Another promising strategy involves targeted antimicrobial therapies, such as the use of narrow-spectrum antibiotics or bacteriophages to selectively eliminate pathogenic bacteria while preserving beneficial species.33 Unlike broad-spectrum antibiotics, which disrupt the entire microbial community, targeted approaches can address specific pathogens without causing collateral damage to the microbiome. Such therapies could be particularly useful in preoperative settings, reducing microbial burden and the risk of translocation of harmful bacteria during surgery.

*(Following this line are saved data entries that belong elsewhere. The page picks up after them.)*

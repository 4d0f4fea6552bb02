//! Coin emission schedule.
//!
//! Block rewards start at 50 DOIN and halve every 210 000 blocks; total
//! supply never exceeds 21 000 000 DOIN. Minting by block generation is the
//! only way coins come into existence.

use crate::types::{DoinAmount, DOIN_BASE_UNIT};

pub const INITIAL_BLOCK_REWARD: DoinAmount = DoinAmount::from_base_units(50 * DOIN_BASE_UNIT);
pub const HALVING_INTERVAL: u64 = 210_000;
pub const MAX_SUPPLY: DoinAmount = DoinAmount::MAX_SUPPLY;

/// Block reward for a given height, after halvings. Zero once the shift
/// exhausts the initial reward.
pub fn block_reward(block_index: u64) -> DoinAmount {
    let halvings = block_index / HALVING_INTERVAL;
    if halvings >= 64 {
        return DoinAmount::ZERO;
    }
    DoinAmount::from_base_units(INITIAL_BLOCK_REWARD.to_base_units() >> halvings)
}

/// Total coins minted through the given height (inclusive), capped at the
/// maximum supply.
pub fn total_supply_at(block_index: u64) -> DoinAmount {
    let mut total: u64 = 0;
    let mut remaining = block_index + 1; // include block 0
    let mut epoch = 0u64;

    while remaining > 0 && epoch < 64 {
        let reward = INITIAL_BLOCK_REWARD.to_base_units() >> epoch;
        if reward == 0 {
            break;
        }
        let blocks_in_epoch = remaining.min(HALVING_INTERVAL);
        total = total.saturating_add(blocks_in_epoch.saturating_mul(reward));
        remaining -= blocks_in_epoch;
        epoch += 1;
    }

    DoinAmount::from_base_units(total.min(MAX_SUPPLY.to_base_units()))
}

#[cfg(test)]
mod tests {
    use super::*;

    #[test]
    fn test_halving_schedule() {
        assert_eq!(block_reward(0), DoinAmount::from_doin(50.0));
        assert_eq!(block_reward(209_999), DoinAmount::from_doin(50.0));
        assert_eq!(block_reward(210_000), DoinAmount::from_doin(25.0));
        assert_eq!(block_reward(420_000), DoinAmount::from_doin(12.5));
    }

    #[test]
    fn test_reward_eventually_zero() {
        assert_eq!(block_reward(64 * HALVING_INTERVAL), DoinAmount::ZERO);
    }

    #[test]
    fn test_supply_never_exceeds_cap() {
        assert!(total_supply_at(100) <= MAX_SUPPLY);
        assert!(total_supply_at(100 * HALVING_INTERVAL) <= MAX_SUPPLY);
        assert!(total_supply_at(u64::MAX / 2) <= MAX_SUPPLY);
    }

    #[test]
    fn test_supply_monotone() {
        assert!(total_supply_at(10) < total_supply_at(1000));
    }
}
//! Evaluation worker pool.
//!
//! Plugin work never runs on the protocol loop: evaluation jobs go to
//! blocking worker threads with a hard wall-clock deadline, and results come
//! back over a channel the loop consumes. A deadline expiry surfaces as
//! `Timeout`, which the coordinator treats as an evaluator no-show.

use crate::plugins::PluginRegistry;
use doin_types::{OptimaId, PeerId};
use std::sync::Arc;
use std::time::Duration;
use tokio::sync::mpsc;
use tracing::{debug, warn};

#[derive(Debug, Clone)]
pub struct EvaluationJob {
    pub optima_id: OptimaId,
    pub domain_id: String,
    pub evaluator_id: PeerId,
    pub parameters: Vec<u8>,
    /// Per-evaluator synthetic data seed.
    pub synthetic_seed: u64,
    pub synthetic_samples: usize,
    pub deadline: Duration,
}

#[derive(Debug, Clone, PartialEq)]
pub enum EvaluationResult {
    Measured {
        optima_id: OptimaId,
        evaluator_id: PeerId,
        metric: f64,
    },
    Timeout {
        optima_id: OptimaId,
        evaluator_id: PeerId,
    },
    Failed {
        optima_id: OptimaId,
        evaluator_id: PeerId,
        reason: String,
    },
}

#[derive(Clone)]
pub struct EvaluationPool {
    registry: Arc<PluginRegistry>,
    results: mpsc::UnboundedSender<EvaluationResult>,
}

impl EvaluationPool {
    pub fn new(registry: Arc<PluginRegistry>) -> (Self, mpsc::UnboundedReceiver<EvaluationResult>) {
        let (tx, rx) = mpsc::unbounded_channel();
        (
            Self {
                registry,
                results: tx,
            },
            rx,
        )
    }

    /// Submit a job. The result arrives on the receiver returned by `new`.
    pub fn submit(&self, job: EvaluationJob) {
        let registry = self.registry.clone();
        let results = self.results.clone();

        tokio::spawn(async move {
            let optima_id = job.optima_id;
            let evaluator_id = job.evaluator_id;
            let deadline = job.deadline;

            let work = tokio::task::spawn_blocking(move || run_evaluation(&registry, &job));
            let result = match tokio::time::timeout(deadline, work).await {
                Ok(Ok(result)) => result,
                Ok(Err(join_error)) => EvaluationResult::Failed {
                    optima_id,
                    evaluator_id,
                    reason: format!("worker panicked: {}", join_error),
                },
                Err(_) => {
                    warn!(optima = %optima_id, "Evaluation deadline expired");
                    EvaluationResult::Timeout {
                        optima_id,
                        evaluator_id,
                    }
                }
            };
            let _ = results.send(result);
        });
    }
}

fn run_evaluation(registry: &PluginRegistry, job: &EvaluationJob) -> EvaluationResult {
    let set = match registry.get(&job.domain_id) {
        Ok(set) => set,
        Err(e) => {
            return EvaluationResult::Failed {
                optima_id: job.optima_id,
                evaluator_id: job.evaluator_id,
                reason: e.to_string(),
            }
        }
    };

    let data = match set
        .generate_synthetic
        .generate(job.synthetic_seed, job.synthetic_samples)
    {
        Ok(data) => data,
        Err(e) => {
            return EvaluationResult::Failed {
                optima_id: job.optima_id,
                evaluator_id: job.evaluator_id,
                reason: format!("synthetic generation failed: {}", e),
            }
        }
    };

    match set.infer.evaluate(&job.parameters, &data) {
        Ok(metric) => {
            debug!(optima = %job.optima_id, metric, "Evaluation measured");
            EvaluationResult::Measured {
                optima_id: job.optima_id,
                evaluator_id: job.evaluator_id,
                metric,
            }
        }
        Err(e) => EvaluationResult::Failed {
            optima_id: job.optima_id,
            evaluator_id: job.evaluator_id,
            reason: e.to_string(),
        },
    }
}
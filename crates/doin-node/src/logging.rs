use crate::config::LoggingSettings;
use tracing_subscriber::{layer::SubscriberExt, util::SubscriberInitExt, EnvFilter};

/// Initialize the tracing subscriber from the logging config section.
/// `RUST_LOG` wins over the configured level when set.
pub fn init(settings: &LoggingSettings) {
    let filter = EnvFilter::try_from_default_env()
        .unwrap_or_else(|_| EnvFilter::new(settings.level.clone()));

    if settings.format == "json" {
        tracing_subscriber::registry()
            .with(filter)
            .with(tracing_subscriber::fmt::layer().json())
            .init();
    } else {
        tracing_subscriber::registry()
            .with(filter)
            .with(tracing_subscriber::fmt::layer())
            .init();
    }
}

In addition, recent research has underscored the significant influence of the microbiome on the efficacy of immunotherapy in EC. Studies have demonstrated that specific microbial profiles are associated with improved responses to immune checkpoint inhibitors, while dysbiosis correlates with treatment resistance.34,35 For instance, certain bacterial species within the gut microbiome can enhance antitumour immunity by promoting the infiltration and activation of cytotoxic T cells within the tumour microenvironment.34 Conversely, the presence of pathogenic bacteria may foster an immunosuppressive milieu, hindering the effectiveness of immunotherapeutic agents.34
Interventions aimed at modulating the microbiome are being explored to improve immunotherapy outcomes in patients with EC. Approaches such as the administration of probiotics, prebiotics, and dietary modifications seek to enrich beneficial microbial populations, thereby fostering a more favourable immune environment.31,32 Additionally, faecal microbiota transplantation has been investigated as a means to restore a healthy microbiome composition, with some studies showing enhanced responses to immune checkpoint inhibitors following faecal microbiota transplantation.36 These therapeutic strategies aim to shift the microbiome towards a state that supports robust antitumour immunity, potentially overcoming resistance to immunotherapy.
Finally, the emerging field of microbiome-based diagnostics and personalised medicine offers exciting opportunities for tailoring treatments. By analysing the microbiome composition of individual patients, clinicians could identify high-risk microbial profiles associated with poor outcomes.37 This information could guide interventions, such as preoperative microbiome modulation or postoperative monitoring for complications. Additionally, combining microbiome therapies with conventional treatments like chemotherapy or immunotherapy could enhance their efficacy by mitigating treatment-associated dysbiosis and inflammation. Continued research into these therapeutic avenues holds the potential to transform the management of EC.
CONCLUSION
The UGI microbiome may potentially play a critical role in the development of EC and in influencing postoperative outcomes. Dysbiosis can drive chronic inflammation, immune suppression, and epithelial barrier dysfunction, which contribute to tumorigenesis. Additionally, microbial imbalances exacerbate postoperative complications, including anastomotic leaks and infections, by promoting systemic inflammation, delaying tissue healing, and enabling bacterial translocation to surgical sites. These imbalances can also contribute to poor treatment outcomes by fostering resistance to chemotherapy and other therapeutic interventions.
Therapeutic strategies targeting the microbiome offer significant potential to improve EC management. Approaches such as prebiotics, probiotics, and targeted antimicrobial therapies could restore microbial balance, reduce inflammation, and enhance immune responses. While these strategies are promising, further research is needed to better understand the microbiome’s complex role in EC and to validate the clinical benefits of microbiome-based therapies.